Your objective:
From the entries, copy every line that carries the string "their".

(Stored data)

┄┄┄┄┄┄┄┄┄┄┄┄┄┄┄┄┄┄┄┄

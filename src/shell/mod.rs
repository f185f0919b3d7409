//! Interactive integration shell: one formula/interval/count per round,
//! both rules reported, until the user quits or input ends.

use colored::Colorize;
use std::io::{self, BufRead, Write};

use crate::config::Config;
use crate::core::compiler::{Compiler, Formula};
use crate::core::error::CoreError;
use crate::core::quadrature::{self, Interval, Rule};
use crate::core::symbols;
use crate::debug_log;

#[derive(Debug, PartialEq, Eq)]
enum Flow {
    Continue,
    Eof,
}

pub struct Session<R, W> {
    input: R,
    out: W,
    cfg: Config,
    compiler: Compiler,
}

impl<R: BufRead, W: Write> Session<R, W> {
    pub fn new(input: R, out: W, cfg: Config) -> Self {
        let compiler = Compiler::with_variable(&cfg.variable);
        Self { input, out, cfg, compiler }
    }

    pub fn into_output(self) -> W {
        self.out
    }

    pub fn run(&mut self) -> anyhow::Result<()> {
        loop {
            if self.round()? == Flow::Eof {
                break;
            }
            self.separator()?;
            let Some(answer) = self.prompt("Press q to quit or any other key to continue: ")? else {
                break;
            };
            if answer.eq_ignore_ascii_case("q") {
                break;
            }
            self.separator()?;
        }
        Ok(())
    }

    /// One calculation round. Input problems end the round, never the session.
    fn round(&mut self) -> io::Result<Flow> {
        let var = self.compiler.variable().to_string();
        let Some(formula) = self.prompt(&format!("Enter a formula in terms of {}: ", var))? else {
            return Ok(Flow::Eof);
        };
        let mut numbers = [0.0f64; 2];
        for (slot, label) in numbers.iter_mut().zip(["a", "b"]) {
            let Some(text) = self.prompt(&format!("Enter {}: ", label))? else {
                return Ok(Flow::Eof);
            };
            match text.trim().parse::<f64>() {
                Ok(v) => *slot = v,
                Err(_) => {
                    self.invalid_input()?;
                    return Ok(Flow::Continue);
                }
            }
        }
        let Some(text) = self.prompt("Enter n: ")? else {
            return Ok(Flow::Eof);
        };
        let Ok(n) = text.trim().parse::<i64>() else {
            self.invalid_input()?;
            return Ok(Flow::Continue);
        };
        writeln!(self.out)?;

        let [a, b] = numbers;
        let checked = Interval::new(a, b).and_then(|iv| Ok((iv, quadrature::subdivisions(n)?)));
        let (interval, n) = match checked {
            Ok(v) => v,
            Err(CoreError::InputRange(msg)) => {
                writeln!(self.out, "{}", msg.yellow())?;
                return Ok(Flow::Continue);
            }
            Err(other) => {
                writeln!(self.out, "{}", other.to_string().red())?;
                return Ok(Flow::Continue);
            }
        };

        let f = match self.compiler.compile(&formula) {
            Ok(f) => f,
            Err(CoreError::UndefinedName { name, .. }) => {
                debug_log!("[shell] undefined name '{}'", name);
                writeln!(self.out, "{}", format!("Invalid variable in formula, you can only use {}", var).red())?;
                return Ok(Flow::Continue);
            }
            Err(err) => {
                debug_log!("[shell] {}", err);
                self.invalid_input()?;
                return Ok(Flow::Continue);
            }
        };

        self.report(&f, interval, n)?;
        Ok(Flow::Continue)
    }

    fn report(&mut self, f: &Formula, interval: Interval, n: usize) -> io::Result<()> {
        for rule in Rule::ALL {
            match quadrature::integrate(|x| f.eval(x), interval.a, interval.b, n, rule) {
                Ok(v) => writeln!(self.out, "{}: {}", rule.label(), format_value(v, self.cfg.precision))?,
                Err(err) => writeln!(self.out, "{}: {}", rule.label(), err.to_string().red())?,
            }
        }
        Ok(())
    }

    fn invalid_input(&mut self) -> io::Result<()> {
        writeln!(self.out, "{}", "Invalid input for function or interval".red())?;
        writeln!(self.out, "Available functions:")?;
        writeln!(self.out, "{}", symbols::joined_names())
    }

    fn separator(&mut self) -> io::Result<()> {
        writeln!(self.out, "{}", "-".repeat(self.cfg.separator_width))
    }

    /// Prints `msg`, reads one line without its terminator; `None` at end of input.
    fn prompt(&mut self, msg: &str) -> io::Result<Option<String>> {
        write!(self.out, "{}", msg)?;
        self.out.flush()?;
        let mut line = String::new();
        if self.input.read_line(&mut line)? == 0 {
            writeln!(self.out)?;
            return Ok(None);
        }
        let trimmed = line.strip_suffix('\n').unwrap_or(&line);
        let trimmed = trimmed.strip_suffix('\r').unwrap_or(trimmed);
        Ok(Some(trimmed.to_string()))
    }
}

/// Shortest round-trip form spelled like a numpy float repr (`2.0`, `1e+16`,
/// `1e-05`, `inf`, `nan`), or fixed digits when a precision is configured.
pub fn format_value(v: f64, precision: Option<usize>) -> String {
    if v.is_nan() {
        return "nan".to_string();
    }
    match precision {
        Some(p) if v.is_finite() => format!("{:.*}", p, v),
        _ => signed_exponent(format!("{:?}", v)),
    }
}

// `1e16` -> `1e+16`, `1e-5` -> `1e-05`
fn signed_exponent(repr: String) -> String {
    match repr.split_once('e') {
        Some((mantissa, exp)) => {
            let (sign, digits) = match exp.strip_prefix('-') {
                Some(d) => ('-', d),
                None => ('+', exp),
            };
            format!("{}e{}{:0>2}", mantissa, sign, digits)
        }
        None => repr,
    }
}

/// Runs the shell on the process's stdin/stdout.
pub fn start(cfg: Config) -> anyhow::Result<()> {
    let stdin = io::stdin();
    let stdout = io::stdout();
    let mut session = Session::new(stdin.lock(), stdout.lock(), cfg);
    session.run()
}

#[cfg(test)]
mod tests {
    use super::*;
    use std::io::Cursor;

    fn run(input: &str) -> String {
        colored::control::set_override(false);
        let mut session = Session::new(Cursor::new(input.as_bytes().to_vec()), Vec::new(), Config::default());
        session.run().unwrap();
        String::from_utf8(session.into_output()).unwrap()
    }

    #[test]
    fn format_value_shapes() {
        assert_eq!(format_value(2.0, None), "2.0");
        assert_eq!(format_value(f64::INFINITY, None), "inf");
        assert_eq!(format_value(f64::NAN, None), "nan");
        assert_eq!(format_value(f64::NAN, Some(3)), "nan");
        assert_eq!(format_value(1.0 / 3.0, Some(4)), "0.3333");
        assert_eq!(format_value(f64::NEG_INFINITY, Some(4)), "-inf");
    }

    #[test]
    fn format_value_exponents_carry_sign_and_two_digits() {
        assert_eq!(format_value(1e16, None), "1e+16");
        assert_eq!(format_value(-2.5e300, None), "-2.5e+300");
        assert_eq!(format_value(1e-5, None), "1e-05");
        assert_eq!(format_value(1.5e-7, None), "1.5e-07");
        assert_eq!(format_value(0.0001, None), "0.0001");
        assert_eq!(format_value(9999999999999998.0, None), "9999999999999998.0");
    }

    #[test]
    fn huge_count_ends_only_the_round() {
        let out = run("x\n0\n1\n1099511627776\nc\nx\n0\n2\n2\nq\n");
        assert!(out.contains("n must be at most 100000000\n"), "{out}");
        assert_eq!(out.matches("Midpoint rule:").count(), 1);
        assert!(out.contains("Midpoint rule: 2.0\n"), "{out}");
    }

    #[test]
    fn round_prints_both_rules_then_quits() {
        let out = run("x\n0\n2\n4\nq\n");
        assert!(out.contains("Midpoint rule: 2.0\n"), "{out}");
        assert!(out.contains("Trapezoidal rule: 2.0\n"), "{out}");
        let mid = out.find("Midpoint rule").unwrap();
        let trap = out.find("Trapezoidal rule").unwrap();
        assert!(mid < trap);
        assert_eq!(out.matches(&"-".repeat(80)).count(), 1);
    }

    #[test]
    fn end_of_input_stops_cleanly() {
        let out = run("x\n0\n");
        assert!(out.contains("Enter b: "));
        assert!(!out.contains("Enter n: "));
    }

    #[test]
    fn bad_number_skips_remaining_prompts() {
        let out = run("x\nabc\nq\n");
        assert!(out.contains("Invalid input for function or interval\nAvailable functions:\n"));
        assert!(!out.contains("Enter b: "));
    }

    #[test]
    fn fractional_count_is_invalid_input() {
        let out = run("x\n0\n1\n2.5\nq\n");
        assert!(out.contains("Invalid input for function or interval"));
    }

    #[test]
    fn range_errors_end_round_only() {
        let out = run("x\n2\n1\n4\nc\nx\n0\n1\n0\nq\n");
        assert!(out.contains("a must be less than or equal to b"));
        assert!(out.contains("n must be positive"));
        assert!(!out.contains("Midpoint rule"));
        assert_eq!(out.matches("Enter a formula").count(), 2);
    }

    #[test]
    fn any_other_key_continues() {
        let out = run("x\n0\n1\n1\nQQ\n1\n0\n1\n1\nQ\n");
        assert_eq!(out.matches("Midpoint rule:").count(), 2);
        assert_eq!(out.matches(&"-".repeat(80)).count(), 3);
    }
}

┄┄┄┄┄┄┄┄┄┄┄┄┄┄┄┄┄┄┄┄

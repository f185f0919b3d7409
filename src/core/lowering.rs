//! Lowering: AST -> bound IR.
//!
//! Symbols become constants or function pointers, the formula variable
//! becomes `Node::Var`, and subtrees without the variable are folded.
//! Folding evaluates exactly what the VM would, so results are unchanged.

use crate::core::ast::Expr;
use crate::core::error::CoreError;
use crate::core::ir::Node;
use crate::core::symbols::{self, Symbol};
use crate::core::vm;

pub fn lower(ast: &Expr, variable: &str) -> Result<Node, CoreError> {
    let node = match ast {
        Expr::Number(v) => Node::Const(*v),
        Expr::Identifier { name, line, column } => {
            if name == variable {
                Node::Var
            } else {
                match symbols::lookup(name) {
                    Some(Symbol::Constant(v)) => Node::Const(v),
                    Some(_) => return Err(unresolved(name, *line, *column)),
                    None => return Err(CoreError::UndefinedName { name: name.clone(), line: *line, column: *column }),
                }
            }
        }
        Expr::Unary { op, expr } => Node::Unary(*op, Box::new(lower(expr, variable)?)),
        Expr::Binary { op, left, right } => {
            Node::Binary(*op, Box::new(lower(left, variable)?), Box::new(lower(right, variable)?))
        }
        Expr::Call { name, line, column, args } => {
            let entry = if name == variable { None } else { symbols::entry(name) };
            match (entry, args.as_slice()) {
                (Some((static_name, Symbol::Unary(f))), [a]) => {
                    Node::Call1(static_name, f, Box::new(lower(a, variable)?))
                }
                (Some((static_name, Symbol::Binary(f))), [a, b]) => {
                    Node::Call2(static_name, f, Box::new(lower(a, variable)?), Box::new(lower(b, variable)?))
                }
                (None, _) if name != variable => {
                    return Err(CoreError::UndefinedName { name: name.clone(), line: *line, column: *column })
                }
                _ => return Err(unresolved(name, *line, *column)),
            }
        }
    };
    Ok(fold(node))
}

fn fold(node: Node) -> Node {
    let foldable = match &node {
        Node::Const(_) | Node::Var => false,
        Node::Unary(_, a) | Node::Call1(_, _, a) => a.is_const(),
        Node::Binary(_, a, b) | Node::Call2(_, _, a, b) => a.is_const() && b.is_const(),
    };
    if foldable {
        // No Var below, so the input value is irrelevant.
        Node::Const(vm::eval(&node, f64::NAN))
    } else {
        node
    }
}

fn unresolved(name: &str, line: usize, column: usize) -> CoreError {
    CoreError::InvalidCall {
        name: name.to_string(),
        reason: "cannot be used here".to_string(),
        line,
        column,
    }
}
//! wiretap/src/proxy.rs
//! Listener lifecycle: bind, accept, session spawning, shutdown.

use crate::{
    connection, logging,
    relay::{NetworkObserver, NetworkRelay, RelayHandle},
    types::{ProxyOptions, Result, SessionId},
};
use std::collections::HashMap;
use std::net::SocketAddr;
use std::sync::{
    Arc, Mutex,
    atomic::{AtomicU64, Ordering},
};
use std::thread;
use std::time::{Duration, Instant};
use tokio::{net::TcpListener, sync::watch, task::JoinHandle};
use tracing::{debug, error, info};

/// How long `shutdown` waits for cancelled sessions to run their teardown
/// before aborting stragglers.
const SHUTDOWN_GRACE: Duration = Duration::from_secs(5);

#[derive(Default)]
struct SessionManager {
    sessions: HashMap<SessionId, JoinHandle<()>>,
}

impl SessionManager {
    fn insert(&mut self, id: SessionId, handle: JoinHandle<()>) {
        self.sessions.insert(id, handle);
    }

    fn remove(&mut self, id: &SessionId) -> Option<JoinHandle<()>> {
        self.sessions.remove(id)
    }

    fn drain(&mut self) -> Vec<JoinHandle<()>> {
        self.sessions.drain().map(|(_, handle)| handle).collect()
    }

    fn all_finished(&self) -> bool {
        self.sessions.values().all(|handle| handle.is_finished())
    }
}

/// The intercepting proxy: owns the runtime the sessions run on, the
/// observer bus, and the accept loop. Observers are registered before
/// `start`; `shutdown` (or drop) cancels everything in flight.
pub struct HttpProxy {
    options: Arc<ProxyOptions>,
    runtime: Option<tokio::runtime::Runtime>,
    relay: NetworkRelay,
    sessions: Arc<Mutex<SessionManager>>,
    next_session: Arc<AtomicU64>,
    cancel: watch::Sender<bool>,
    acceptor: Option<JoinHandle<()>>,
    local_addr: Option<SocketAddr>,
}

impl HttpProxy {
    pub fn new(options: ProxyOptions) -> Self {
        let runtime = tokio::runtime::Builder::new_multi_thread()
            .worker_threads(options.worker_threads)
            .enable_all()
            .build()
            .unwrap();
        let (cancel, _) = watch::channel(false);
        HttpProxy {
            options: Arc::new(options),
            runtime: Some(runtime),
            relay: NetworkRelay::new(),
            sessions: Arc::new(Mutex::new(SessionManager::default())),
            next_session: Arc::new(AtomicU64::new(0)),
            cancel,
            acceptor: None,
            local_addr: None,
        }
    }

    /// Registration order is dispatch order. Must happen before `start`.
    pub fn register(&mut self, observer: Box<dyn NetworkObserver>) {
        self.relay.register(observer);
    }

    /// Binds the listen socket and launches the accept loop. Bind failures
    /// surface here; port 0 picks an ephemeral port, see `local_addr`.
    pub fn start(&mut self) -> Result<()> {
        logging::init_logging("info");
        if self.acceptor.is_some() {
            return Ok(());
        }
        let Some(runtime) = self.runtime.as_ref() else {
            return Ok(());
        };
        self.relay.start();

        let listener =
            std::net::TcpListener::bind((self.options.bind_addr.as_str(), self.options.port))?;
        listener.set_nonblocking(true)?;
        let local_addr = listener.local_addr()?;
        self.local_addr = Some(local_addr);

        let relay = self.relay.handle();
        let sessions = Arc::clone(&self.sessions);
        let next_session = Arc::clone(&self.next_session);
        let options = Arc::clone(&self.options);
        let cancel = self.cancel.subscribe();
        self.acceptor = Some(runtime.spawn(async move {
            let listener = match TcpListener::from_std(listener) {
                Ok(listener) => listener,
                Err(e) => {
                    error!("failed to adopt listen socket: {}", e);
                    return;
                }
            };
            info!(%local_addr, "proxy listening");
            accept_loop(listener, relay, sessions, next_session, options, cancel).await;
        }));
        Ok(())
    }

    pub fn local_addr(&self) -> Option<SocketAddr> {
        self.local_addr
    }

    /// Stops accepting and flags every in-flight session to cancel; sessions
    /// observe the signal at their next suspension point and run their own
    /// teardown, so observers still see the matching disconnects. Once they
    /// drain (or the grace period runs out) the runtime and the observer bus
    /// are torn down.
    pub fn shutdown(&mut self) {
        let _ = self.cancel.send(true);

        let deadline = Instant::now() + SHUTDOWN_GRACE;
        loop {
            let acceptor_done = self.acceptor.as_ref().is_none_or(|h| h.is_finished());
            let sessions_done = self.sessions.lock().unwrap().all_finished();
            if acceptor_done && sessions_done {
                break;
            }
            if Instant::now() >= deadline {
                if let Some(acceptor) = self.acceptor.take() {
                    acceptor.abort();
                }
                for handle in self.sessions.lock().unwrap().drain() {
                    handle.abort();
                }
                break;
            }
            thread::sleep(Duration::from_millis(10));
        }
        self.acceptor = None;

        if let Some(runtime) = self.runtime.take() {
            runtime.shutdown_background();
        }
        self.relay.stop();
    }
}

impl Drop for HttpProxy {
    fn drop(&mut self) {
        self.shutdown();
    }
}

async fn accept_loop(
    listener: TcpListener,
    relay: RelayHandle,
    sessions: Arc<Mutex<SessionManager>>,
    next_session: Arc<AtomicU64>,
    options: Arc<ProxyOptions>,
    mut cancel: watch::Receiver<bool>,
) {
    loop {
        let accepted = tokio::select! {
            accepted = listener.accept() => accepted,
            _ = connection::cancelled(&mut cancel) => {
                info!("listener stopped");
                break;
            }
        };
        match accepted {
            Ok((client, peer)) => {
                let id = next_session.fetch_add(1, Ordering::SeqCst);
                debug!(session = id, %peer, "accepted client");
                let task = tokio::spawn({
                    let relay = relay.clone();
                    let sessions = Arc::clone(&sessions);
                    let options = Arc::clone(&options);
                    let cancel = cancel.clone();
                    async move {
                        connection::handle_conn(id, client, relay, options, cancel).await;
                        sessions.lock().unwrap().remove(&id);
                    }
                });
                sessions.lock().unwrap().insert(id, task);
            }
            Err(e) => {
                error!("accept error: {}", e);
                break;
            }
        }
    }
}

┄┄┄┄┄┄┄┄┄┄┄┄┄┄┄┄┄┄┄┄

Response box:
/// How long `shutdown` waits for cancelled sessions to run their teardown
    /// observe the signal at their next suspension point and run their own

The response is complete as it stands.